TASK TO CARRY OUT »
Filter the entries, keeping every line with the word "true".

MATERIAL TO PROCESS »
Segment Open
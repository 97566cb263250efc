use std::collections::BTreeMap;

use log::info;

use crate::error::{PesaError, Result};
use crate::models::{Transaction, UNCATEGORIZED};
use crate::store::CategoryStore;

/// Loaded transactions plus category edits that have not been applied yet.
pub struct ReviewSession {
    transactions: Vec<Transaction>,
    pending: BTreeMap<usize, String>,
}

pub struct ApplyResult {
    pub changed: usize,
    pub keywords_added: usize,
}

impl ReviewSession {
    pub fn new(transactions: Vec<Transaction>) -> Self {
        Self {
            transactions,
            pending: BTreeMap::new(),
        }
    }

    pub fn transactions(&self) -> &[Transaction] {
        &self.transactions
    }

    /// Category shown for `row`: the staged edit if any, else the current one.
    pub fn category_of(&self, row: usize) -> Option<&str> {
        self.pending
            .get(&row)
            .map(String::as_str)
            .or_else(|| self.transactions.get(row).map(|t| t.category.as_str()))
    }

    pub fn pending_count(&self) -> usize {
        self.pending.len()
    }

    /// Stage a category change for `row` (0-based). Staging the row's current
    /// category drops any earlier edit.
    pub fn edit(&mut self, store: &CategoryStore, row: usize, category: &str) -> Result<()> {
        let txn = self
            .transactions
            .get(row)
            .ok_or(PesaError::InvalidRow(row))?;
        if !store.contains(category) {
            return Err(PesaError::UnknownCategory(category.to_string()));
        }
        if txn.category == category {
            self.pending.remove(&row);
        } else {
            self.pending.insert(row, category.to_string());
        }
        Ok(())
    }

    pub fn discard(&mut self) -> usize {
        let n = self.pending.len();
        self.pending.clear();
        n
    }

    /// Commit staged edits. Each changed row teaches the store its details
    /// string as a keyword of the new category.
    ///
    /// Keywords are learned on a copy of the store which is saved before
    /// anything is committed. On error the rows, the staged edits and `store`
    /// are left as they were, so the apply can be retried.
    pub fn apply(&mut self, store: &mut CategoryStore) -> Result<ApplyResult> {
        let mut updated = store.clone();
        let mut changes = Vec::new();
        let mut keywords_added = 0usize;

        for (&row, category) in &self.pending {
            let Some(txn) = self.transactions.get(row) else {
                continue;
            };
            if txn.category == *category {
                continue;
            }
            if category != UNCATEGORIZED && updated.add_keyword(category, &txn.details)? {
                keywords_added += 1;
            }
            changes.push((row, category.clone()));
        }

        if keywords_added > 0 {
            updated.save()?;
        }

        *store = updated;
        self.pending.clear();
        let changed = changes.len();
        for (row, category) in changes {
            self.transactions[row].category = category;
        }
        info!("applied {changed} edits, learned {keywords_added} keywords");
        Ok(ApplyResult {
            changed,
            keywords_added,
        })
    }
}

/// Create a category and persist the store. Returns false if it already
/// existed.
pub fn add_category(store: &mut CategoryStore, name: &str) -> Result<bool> {
    let name = name.trim();
    if name.is_empty() {
        return Err(PesaError::Other("Category name is required".into()));
    }
    if !store.add_category(name) {
        return Ok(false);
    }
    if let Err(e) = store.save() {
        store.remove_category(name)?;
        return Err(e);
    }
    Ok(true)
}

#[cfg(test)]
mod tests {
    use super::*;
    use crate::categorizer::categorize_transactions;
    use crate::models::Direction;
    use chrono::NaiveDate;

    fn setup() -> (tempfile::TempDir, CategoryStore, ReviewSession) {
        let dir = tempfile::tempdir().unwrap();
        let mut store = CategoryStore::new(&dir.path().join("categories.json"));
        store.add_category("Food");
        store.add_category("Transport");
        let date = NaiveDate::from_ymd_opt(2024, 1, 5).unwrap();
        let txns = vec![
            Transaction::new(date, "Cafe X".into(), 250.0, Direction::Debit),
            Transaction::new(date, "Uber".into(), 400.0, Direction::Debit),
        ];
        (dir, store, ReviewSession::new(txns))
    }

    #[test]
    fn test_apply_learns_keyword_and_persists() {
        let (_dir, mut store, mut session) = setup();
        session.edit(&store, 0, "Food").unwrap();
        let result = session.apply(&mut store).unwrap();
        assert_eq!(result.changed, 1);
        assert_eq!(result.keywords_added, 1);
        assert_eq!(session.transactions()[0].category, "Food");
        assert_eq!(store.keywords("Food").unwrap(), &["Cafe X"]);

        // learned keyword is on disk and matches case-insensitively
        let reloaded = CategoryStore::open(store.path()).unwrap();
        assert_eq!(reloaded.keywords("Food").unwrap(), &["Cafe X"]);
        let mut fresh = vec![Transaction::new(
            NaiveDate::from_ymd_opt(2024, 2, 1).unwrap(),
            "cafe x".into(),
            90.0,
            Direction::Debit,
        )];
        categorize_transactions(&mut fresh, &reloaded);
        assert_eq!(fresh[0].category, "Food");
    }

    #[test]
    fn test_edit_rejects_unknown_category_and_row() {
        let (_dir, store, mut session) = setup();
        assert!(matches!(
            session.edit(&store, 0, "Rent").unwrap_err(),
            PesaError::UnknownCategory(_)
        ));
        assert!(matches!(
            session.edit(&store, 9, "Food").unwrap_err(),
            PesaError::InvalidRow(9)
        ));
        assert_eq!(session.pending_count(), 0);
    }

    #[test]
    fn test_unchanged_edit_is_dropped() {
        let (_dir, mut store, mut session) = setup();
        session.edit(&store, 0, "Food").unwrap();
        assert_eq!(session.category_of(0), Some("Food"));
        session.edit(&store, 0, UNCATEGORIZED).unwrap();
        assert_eq!(session.pending_count(), 0);
        let result = session.apply(&mut store).unwrap();
        assert_eq!(result.changed, 0);
        assert!(!store.path().exists());
    }

    #[test]
    fn test_moving_back_to_uncategorized_learns_nothing() {
        let (_dir, mut store, mut session) = setup();
        session.edit(&store, 1, "Transport").unwrap();
        session.apply(&mut store).unwrap();
        session.edit(&store, 1, UNCATEGORIZED).unwrap();
        let result = session.apply(&mut store).unwrap();
        assert_eq!(result.changed, 1);
        assert_eq!(result.keywords_added, 0);
        assert_eq!(store.keywords(UNCATEGORIZED).unwrap().len(), 0);
    }

    #[test]
    fn test_repeat_keyword_not_duplicated() {
        let (_dir, mut store, mut session) = setup();
        store.add_keyword("Food", "Cafe X").unwrap();
        session.edit(&store, 0, "Food").unwrap();
        let result = session.apply(&mut store).unwrap();
        assert_eq!(result.changed, 1);
        assert_eq!(result.keywords_added, 0);
        assert_eq!(store.keywords("Food").unwrap().len(), 1);
    }

    /// Store path whose parent is a regular file, so every save fails.
    fn unwritable_store(dir: &tempfile::TempDir) -> CategoryStore {
        let blocker = dir.path().join("blocker");
        std::fs::write(&blocker, "").unwrap();
        let mut store = CategoryStore::new(&blocker.join("categories.json"));
        store.add_category("Food");
        store
    }

    #[test]
    fn test_failed_save_leaves_session_and_store_untouched() {
        let (dir, _store, mut session) = setup();
        let mut store = unwritable_store(&dir);
        session.edit(&store, 0, "Food").unwrap();

        assert!(session.apply(&mut store).is_err());
        assert_eq!(session.transactions()[0].category, UNCATEGORIZED);
        assert_eq!(session.pending_count(), 1);
        assert_eq!(session.category_of(0), Some("Food"));
        assert!(store.keywords("Food").unwrap().is_empty());

        // a retry still has the edit to apply and still tries to save
        assert!(session.apply(&mut store).is_err());
        assert_eq!(session.pending_count(), 1);
    }

    #[test]
    fn test_failed_save_does_not_add_category() {
        let dir = tempfile::tempdir().unwrap();
        let mut store = unwritable_store(&dir);
        assert!(add_category(&mut store, "Rent").is_err());
        assert!(!store.contains("Rent"));
    }

    #[test]
    fn test_discard_pending() {
        let (_dir, store, mut session) = setup();
        session.edit(&store, 0, "Food").unwrap();
        session.edit(&store, 1, "Food").unwrap();
        assert_eq!(session.discard(), 2);
        assert_eq!(session.category_of(1), Some(UNCATEGORIZED));
    }

    #[test]
    fn test_add_category_persists() {
        let (_dir, mut store, _session) = setup();
        assert!(add_category(&mut store, "  Rent ").unwrap());
        assert!(!add_category(&mut store, "Rent").unwrap());
        assert!(add_category(&mut store, "   ").is_err());
        let reloaded = CategoryStore::open(store.path()).unwrap();
        assert!(reloaded.contains("Rent"));
    }
}
pub mod categories;
pub mod dashboard;
pub mod edit;
pub mod init;
pub mod keywords;
#[cfg(feature = "tui")]
pub mod review;
pub mod status;

use std::path::PathBuf;

use clap::{Parser, Subcommand};

use crate::error::{PesaError, Result};
use crate::importer::import_file;
use crate::models::Transaction;
use crate::settings::{load_settings, shellexpand_path, Settings};
use crate::store::CategoryStore;

#[derive(Parser)]
#[command(
    name = "pesa",
    about = "Keyword-categorized spending dashboard for bank and mobile-money CSV exports."
)]
pub struct Cli {
    /// Category store to use instead of <data_dir>/categories.json
    #[arg(long, global = true)]
    pub store: Option<String>,

    #[command(subcommand)]
    pub command: Commands,
}

#[derive(Subcommand)]
pub enum Commands {
    /// Choose a data directory and create an empty category store.
    Init {
        /// Path for pesa data (default: ~/Documents/pesa)
        #[arg(long = "data-dir")]
        data_dir: Option<String>,
        /// Currency label shown next to amounts, e.g. KSh or AED
        #[arg(long)]
        currency: Option<String>,
    },
    /// Categorize a CSV export and print expense and payment summaries.
    Show {
        /// CSV with Date, Details, Amount and Debit/Credit columns
        file: String,
    },
    /// Interactively recategorize expenses from a CSV export.
    #[cfg(feature = "tui")]
    Review {
        /// CSV with Date, Details, Amount and Debit/Credit columns
        file: String,
    },
    /// Recategorize rows of a CSV export and learn their details as keywords.
    Edit {
        /// CSV with Date, Details, Amount and Debit/Credit columns
        file: String,
        /// ROW=CATEGORY, using the row numbers printed by `pesa show`
        #[arg(long = "set", value_name = "ROW=CATEGORY", required = true)]
        set: Vec<String>,
    },
    /// Manage categories.
    Categories {
        #[command(subcommand)]
        command: CategoriesCommands,
    },
    /// Manage the keywords that map transaction details to a category.
    Keywords {
        #[command(subcommand)]
        command: KeywordsCommands,
    },
    /// Show settings and category store statistics.
    Status,
}

#[derive(Subcommand)]
pub enum CategoriesCommands {
    /// List categories and their keyword counts.
    List,
    /// Add a new, empty category.
    Add {
        /// Category name, e.g. 'Food'
        name: String,
    },
    /// Remove a category and all of its keywords.
    Remove {
        /// Category name
        name: String,
    },
}

#[derive(Subcommand)]
pub enum KeywordsCommands {
    /// List keywords, optionally for a single category.
    List {
        /// Only show this category
        #[arg(long)]
        category: Option<String>,
    },
    /// Teach a category a transaction details string.
    Add {
        /// Category name
        category: String,
        /// Details text to match (case-insensitive, whole string)
        keyword: String,
    },
    /// Forget a keyword.
    Remove {
        /// Category name
        category: String,
        /// Keyword as stored
        keyword: String,
    },
}

/// Settings plus the resolved category store location for one invocation.
pub struct Context {
    pub settings: Settings,
    pub store_path: PathBuf,
}

impl Context {
    pub fn new(store_override: Option<&str>) -> Self {
        let settings = load_settings();
        let store_path = match store_override {
            Some(path) => PathBuf::from(shellexpand_path(path)),
            None => settings.store_path(),
        };
        Self {
            settings,
            store_path,
        }
    }

    /// Read-only view of the store; an unreadable file yields the defaults.
    pub fn store(&self) -> CategoryStore {
        CategoryStore::load(&self.store_path)
    }

    /// Store for commands that save it back. An unreadable file is an error
    /// here, so it is never overwritten with the defaults.
    pub fn store_for_update(&self) -> Result<CategoryStore> {
        CategoryStore::open(&self.store_path).map_err(|e| {
            PesaError::Store(format!(
                "cannot read {}: {e}; fix or move it before making changes",
                self.store_path.display()
            ))
        })
    }

    pub fn currency(&self) -> &str {
        &self.settings.currency
    }
}

/// Load and categorize a CSV, or fail with a single message.
pub(crate) fn load_file(file: &str, store: &CategoryStore) -> Result<Vec<Transaction>> {
    import_file(&PathBuf::from(file), store)
}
Segment Closed
WRITTEN RESPONSE »
    Ok(true)
    #[arg(long, global = true)]
        #[arg(long = "set", value_name = "ROW=CATEGORY", required = true)]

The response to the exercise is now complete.